Press Release - Financial integration and fragmentation in the euro area

Article published in the Economic Review, June 2014

Recent decades have witnessed a rapid and intensive process of economic and financial integration throughout the world. Measured in terms of outstanding amounts of external assets and liabilities, financial integration has increased considerably for the euro area since 1999: from 164 % of GDP to 405 % of GDP in the third quarter of 2013. This trend is attributable mainly to capital liberalisation, deregulation and financial innovation. In addition, financial integration in the euro area received an extra boost as a result of the internal market and the introduction of the single currency. However, the outbreak of the financial crisis in 2007 put an abrupt end to the strong increase in integration and risk-sharing. In reality, it was mainly within the euro area that financial integration stalled as measured by de facto indicators.

This article presents a detailed analysis of that integration and fragmentation process in the euro area on the basis of both volume indicators (capital flows) and price measures (interest rates). It examines the dynamics of international capital flows and the external financial position. Regarding interest rates, an analysis through a vector error correction model is performed to identify the drivers of divergences between bank lending rates applied in euro area countries.

This article shows that developments in financial integration within the euro area are largely driven by the financial sector (the banks). Before the crisis, euro area integration was farthest advanced on the interbank market and on the market in fixed-income securities. The principal nominal interest rates had also converged to a considerable extent within the euro area. However, this integration was accompanied by the accumulation of substantial macroeconomic imbalances within an imperfect institutional framework, and it proved unstable in the face of the financial crisis.

The repricing of risks that took place from the start of the crisis caused a strong reversal of the integration process, primarily on the markets where integration had progressed most. When measured by the positions held by the banking sector, financial integration on the market in government paper at the end of 2013 reverted to a level comparable to that at the start of the third stage of EMU at the beginning of 1999. Apart from this decline in the level of integration, the direction of capital flows was reversed for some countries: whereas net capital had previously flowed into countries with an external deficit, since the crisis those countries faced a substantial net outflow of private capital (“sudden stop”). This financial fragmentation phase also threatened the efficiency of monetary policy, with large divergences in benchmark rates along the national boundaries. Partly as a result of the increased home bias, interest rates reflected national risk factors to a significant extent, and the risk perceptions of governments and banks became excessively interconnected. In particular, the macroeconomic situation and the fragility of the financial sector in some countries contributed to the divergence in bank lending rates.

The article also presents the measures taken by European authorities to address this situation. In the short term, the Eurosystem and the European assistance mechanisms (e.g. the EFSF and the ESM) provided for financing mechanisms to ease the immediate pressure on funding. Furthermore, to counter impairments in the monetary transmission mechanism the Eurosystem launched the Outright Monetary Transactions. Next to these measures and in order to ensure a return of sustainable financial integration over the longer term, the institutional framework was adjusted. In particular, the strengthening of economic governance and the creation of the banking union aim to address the underlying causes of the decline in financial integration and create an institutional framework that is likely to foster a more complete and lasting form of financial integration.

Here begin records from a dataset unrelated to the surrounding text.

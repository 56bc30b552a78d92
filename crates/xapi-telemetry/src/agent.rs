// Copyright 2023-Present Datadog, Inc. https://www.datadoghq.com/
// SPDX-License-Identifier: Apache-2.0

use std::sync::Arc;

use tokio::sync::watch;
use tokio_util::sync::CancellationToken;
use tracing::{debug, info, warn};
use xapi_client::Xapi;

use crate::applier::apply_configuration;
use crate::config::{Config, Delivery};
use crate::dispatcher::Dispatcher;
use crate::error::DeliveryError;
use crate::identity::IdentityCache;
use crate::scheduler::Scheduler;
use crate::status::StatusAggregator;
use crate::subscriptions::SubscriptionManager;
use crate::transport::{ReqwestTransport, Transport, XapiHttpTransport};

/// Startup progress of the agent.
#[derive(Debug, Clone, Copy, PartialEq, Eq)]
pub enum AgentState {
    /// Waiting for the device to settle.
    Booting,
    /// Writing device configuration.
    ApplyingConfig,
    /// Reading identity fields.
    FetchingIdentity,
    /// Listeners registered, telemetry is flowing.
    Subscribed,
}

/// Wires the components together and drives them through startup.
pub struct TelemetryAgent {
    config: Arc<Config>,
    xapi: Arc<dyn Xapi>,
    transport: Arc<dyn Transport>,
    state: watch::Sender<AgentState>,
}

impl TelemetryAgent {
    pub fn new(config: Arc<Config>, xapi: Arc<dyn Xapi>, transport: Arc<dyn Transport>) -> Self {
        let (state, _) = watch::channel(AgentState::Booting);
        TelemetryAgent {
            config,
            xapi,
            transport,
            state,
        }
    }

    /// Picks the transport named by `delivery`.
    pub fn from_config(config: Arc<Config>, xapi: Arc<dyn Xapi>) -> Result<Self, DeliveryError> {
        let transport: Arc<dyn Transport> = match config.delivery {
            Delivery::Xapi => Arc::new(XapiHttpTransport::new(Arc::clone(&xapi))),
            Delivery::Direct => Arc::new(ReqwestTransport::new(config.request_timeout)?),
        };
        Ok(Self::new(config, xapi, transport))
    }

    pub fn state(&self) -> watch::Receiver<AgentState> {
        self.state.subscribe()
    }

    fn transition(&self, state: AgentState) {
        debug!("Agent state: {state:?}");
        self.state.send_replace(state);
    }

    /// Runs startup and then sends telemetry until `cancel` fires.
    pub async fn run(&self, cancel: CancellationToken) {
        self.transition(AgentState::Booting);
        if self.config.access_token.is_empty() {
            warn!("accessToken is empty, payloads will be sent with an empty bearer token");
        }
        if !self.config.startup_delay.is_zero() {
            tokio::select! {
                () = cancel.cancelled() => return,
                () = tokio::time::sleep(self.config.startup_delay) => {}
            }
        }

        self.transition(AgentState::ApplyingConfig);
        apply_configuration(&self.xapi, &self.config.sensors.device).await;

        self.transition(AgentState::FetchingIdentity);
        let identity = IdentityCache::new(Arc::clone(&self.xapi), self.config.id.clone());
        identity.refresh_identity().await;
        // failure is logged by the cache, the snapshot just stops following network changes
        let _ = identity.watch_network().await;

        let status = StatusAggregator::new(
            Arc::clone(&self.xapi),
            self.config.sensors.device.clone(),
            self.config.sensors.peripherals.clone(),
            self.config.status.clone(),
        );
        let dispatcher = Dispatcher::new(
            identity,
            status,
            Arc::clone(&self.transport),
            self.config.telemetry_server.clone(),
            self.config.access_token.clone(),
        );

        let subscriptions = SubscriptionManager::new(
            Arc::clone(&self.xapi),
            dispatcher.clone(),
            self.config.status.clone(),
            self.config.event.clone(),
        )
        .subscribe_to_changes()
        .await;
        info!("Subscribed to {} status changes and events", subscriptions.len());
        self.transition(AgentState::Subscribed);

        Scheduler::new(dispatcher, self.config.interval)
            .run(cancel)
            .await;
        info!("Telemetry agent stopped");
    }
}

#[cfg(test)]
mod tests {
    use super::*;
    use serde_json::json;
    use std::time::Duration;
    use tracing_test::traced_test;
    use xapi_client::memory::MemoryXapi;
    use xapi_client::Path;

    fn config(yaml: &str) -> Arc<Config> {
        Arc::new(Config::from_yaml_str(yaml).unwrap())
    }

    #[tokio::test]
    async fn test_from_config_picks_transport() {
        let xapi: Arc<dyn Xapi> = Arc::new(MemoryXapi::default());
        let direct = config("telemetryServer: https://collector.example.com\ndelivery: direct");
        assert!(TelemetryAgent::from_config(direct, Arc::clone(&xapi)).is_ok());

        let device = config("telemetryServer: https://collector.example.com");
        assert!(TelemetryAgent::from_config(device, xapi).is_ok());
    }

    #[tokio::test(start_paused = true)]
    async fn test_run_reaches_subscribed_and_stops() {
        let xapi = MemoryXapi::new(json!({
            "Status": { "SystemUnit": { "State": { "NumberOfActiveCalls": 0 } } }
        }));
        let agent = TelemetryAgent::from_config(
            config(
                r#"
telemetryServer: https://collector.example.com
intervalTime: 60000
status:
  NumberOfActiveCalls: true
"#,
            ),
            Arc::new(xapi.clone()),
        )
        .unwrap();
        let mut state = agent.state();
        assert_eq!(*state.borrow(), AgentState::Booting);

        let cancel = CancellationToken::new();
        let agent = Arc::new(agent);
        let run = {
            let agent = Arc::clone(&agent);
            let cancel = cancel.clone();
            tokio::spawn(async move { agent.run(cancel).await })
        };

        state
            .wait_for(|state| *state == AgentState::Subscribed)
            .await
            .unwrap();
        tokio::time::sleep(Duration::from_millis(10)).await;

        assert_eq!(
            xapi.subscriptions(),
            vec![Path::new("Status/SystemUnit/State/NumberOfActiveCalls")]
        );
        let posts = xapi
            .commands()
            .into_iter()
            .filter(|(path, _)| *path == Path::new("Command/HttpClient/Post"))
            .count();
        assert_eq!(posts, 1);

        cancel.cancel();
        run.await.unwrap();
    }

    #[tokio::test(start_paused = true)]
    async fn test_cancel_during_startup_delay() {
        let xapi = MemoryXapi::default();
        let agent = TelemetryAgent::from_config(
            config("telemetryServer: https://collector.example.com\nstartupDelay: 60000"),
            Arc::new(xapi.clone()),
        )
        .unwrap();
        let cancel = CancellationToken::new();
        cancel.cancel();

        agent.run(cancel).await;
        assert!(xapi.writes().is_empty());
        assert_eq!(*agent.state().borrow(), AgentState::Booting);
    }

    #[tokio::test]
    #[traced_test]
    async fn test_empty_access_token_is_logged() {
        let agent = TelemetryAgent::from_config(
            config("telemetryServer: https://collector.example.com\nstartupDelay: 60000"),
            Arc::new(MemoryXapi::default()),
        )
        .unwrap();
        let cancel = CancellationToken::new();
        cancel.cancel();

        agent.run(cancel).await;
        assert!(logs_contain("accessToken is empty"));
    }

    #[tokio::test]
    #[traced_test]
    async fn test_access_token_set_is_not_logged() {
        let agent = TelemetryAgent::from_config(
            config(
                "telemetryServer: https://collector.example.com\naccessToken: secret\nstartupDelay: 60000",
            ),
            Arc::new(MemoryXapi::default()),
        )
        .unwrap();
        let cancel = CancellationToken::new();
        cancel.cancel();

        agent.run(cancel).await;
        assert!(!logs_contain("accessToken is empty"));
    }
}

Most of the countries facing the greatest difficulties have now largely corrected the initial imbalances at the root of the capital outflows, facilitating a return to the international capital markets. However, this article shows that substantial imbalances persist in the financial positions. For instance, net external liabilities in the programme countries increased in the third quarter of 2013 to 113% of their combined GDP, and they were still financed primarily by outstanding ‘official’ credit. Renewed financial integration would contribute towards more sustainable financing of the net external debt of those countries. Restoration of financial integration is also necessary to ensure the proper transmission of monetary policy decisions within the monetary union.